[INFORMATION]

=== Section Start ===

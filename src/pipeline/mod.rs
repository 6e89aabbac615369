mod config;
pub mod prompts;
mod splitter;
mod translator;

pub use config::{
    init_default_config, SplitOverrides, SplitSettings, TranslateOverrides, TranslateSettings,
};
pub use splitter::{CorpusSplitter, PartitionSummary, SplitManifest};
pub use translator::{BatchTranslator, TranslateReport};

=== Section End ===

[ACTION ITEM] From top to bottom, reproduce the material exactly.

[SOLUTION TO THIS PROBLEM]
filename src/pipeline/mod.rs
repository 6e89aabbac615369
mod config;
pub mod prompts;
mod splitter;
mod translator;

pub use config::{
    init_default_config, SplitOverrides, SplitSettings, TranslateOverrides, TranslateSettings,
};
pub use splitter::{CorpusSplitter, PartitionSummary, SplitManifest};
pub use translator::{BatchTranslator, TranslateReport};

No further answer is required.